▸ Records shown
━━━

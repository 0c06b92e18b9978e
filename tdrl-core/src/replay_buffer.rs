//! Fixed-capacity transition stores.
//!
//! Two stores are provided:
//!
//! * [`SimpleReplayBuffer`] keeps whole transitions `(o_t, a_t, o_t+1, r_t, flags)`
//!   in a ring buffer with column storage of arbitrary batch types.
//! * [`FrameStackReplayBuffer`] keeps only the newest frame of each observation
//!   and reconstructs stacks of consecutive frames when sampling. It is meant for
//!   pixel observations, where storing both the observation and the next
//!   observation would duplicate every frame several times.
//!
//! Both evict the oldest entry when full and sample uniformly without replacement.
//! Sampling fails with [`TdrlError::InsufficientData`] instead of repeating
//! transitions when too few are held.
//!
//! ```rust
//! use tdrl_core::replay_buffer::SimpleReplayBufferConfig;
//!
//! let config = SimpleReplayBufferConfig::default()
//!     .capacity(10000)
//!     .seed(42);
//! ```
//!
//! [`TdrlError::InsufficientData`]: crate::error::TdrlError::InsufficientData
mod batch;
mod frame_stack;
mod simple_buffer;
pub use batch::{BatchBase, GenericTransitionBatch};
pub use frame_stack::{
    FrameStackReplayBuffer, FrameStackReplayBufferConfig, FrameStackStepProcessor,
    FrameStackStepProcessorConfig, FrameTransition, FromStackedFrames, LatestFrame,
    StackedFrames,
};
pub use simple_buffer::{
    SimpleReplayBuffer, SimpleReplayBufferConfig, SimpleStepProcessor, SimpleStepProcessorConfig,
};

use rand::{rngs::StdRng, seq::index};

/// Draws `size` distinct integers uniformly from `0..n`.
fn sample_without_replacement(rng: &mut StdRng, n: usize, size: usize) -> Vec<usize> {
    index::sample(rng, n, size).into_vec()
}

━━━

▸ Exercise description
Could you reproduce all of the material above, exactly as it reads?

▸ Your solution
repository 0c06b92e18b9978e
filename tdrl-core/src/replay_buffer.rs
//! Fixed-capacity transition stores.
//!
//! Two stores are provided:
//!
//! * [`SimpleReplayBuffer`] keeps whole transitions `(o_t, a_t, o_t+1, r_t, flags)`
//!   in a ring buffer with column storage of arbitrary batch types.
//! * [`FrameStackReplayBuffer`] keeps only the newest frame of each observation
//!   and reconstructs stacks of consecutive frames when sampling. It is meant for
//!   pixel observations, where storing both the observation and the next
//!   observation would duplicate every frame several times.
//!
//! Both evict the oldest entry when full and sample uniformly without replacement.
//! Sampling fails with [`TdrlError::InsufficientData`] instead of repeating
//! transitions when too few are held.
//!
//! ```rust
//! use tdrl_core::replay_buffer::SimpleReplayBufferConfig;
//!
//! let config = SimpleReplayBufferConfig::default()
//!     .capacity(10000)
//!     .seed(42);
//! ```
//!
//! [`TdrlError::InsufficientData`]: crate::error::TdrlError::InsufficientData
mod batch;
mod frame_stack;
mod simple_buffer;
pub use batch::{BatchBase, GenericTransitionBatch};
pub use frame_stack::{
    FrameStackReplayBuffer, FrameStackReplayBufferConfig, FrameStackStepProcessor,
    FrameStackStepProcessorConfig, FrameTransition, FromStackedFrames, LatestFrame,
    StackedFrames,
};
pub use simple_buffer::{
    SimpleReplayBuffer, SimpleReplayBufferConfig, SimpleStepProcessor, SimpleStepProcessorConfig,
};

use rand::{rngs::StdRng, seq::index};

/// Draws `size` distinct integers uniformly from `0..n`.
fn sample_without_replacement(rng: &mut StdRng, n: usize, size: usize) -> Vec<usize> {
    index::sample(rng, n, size).into_vec()
}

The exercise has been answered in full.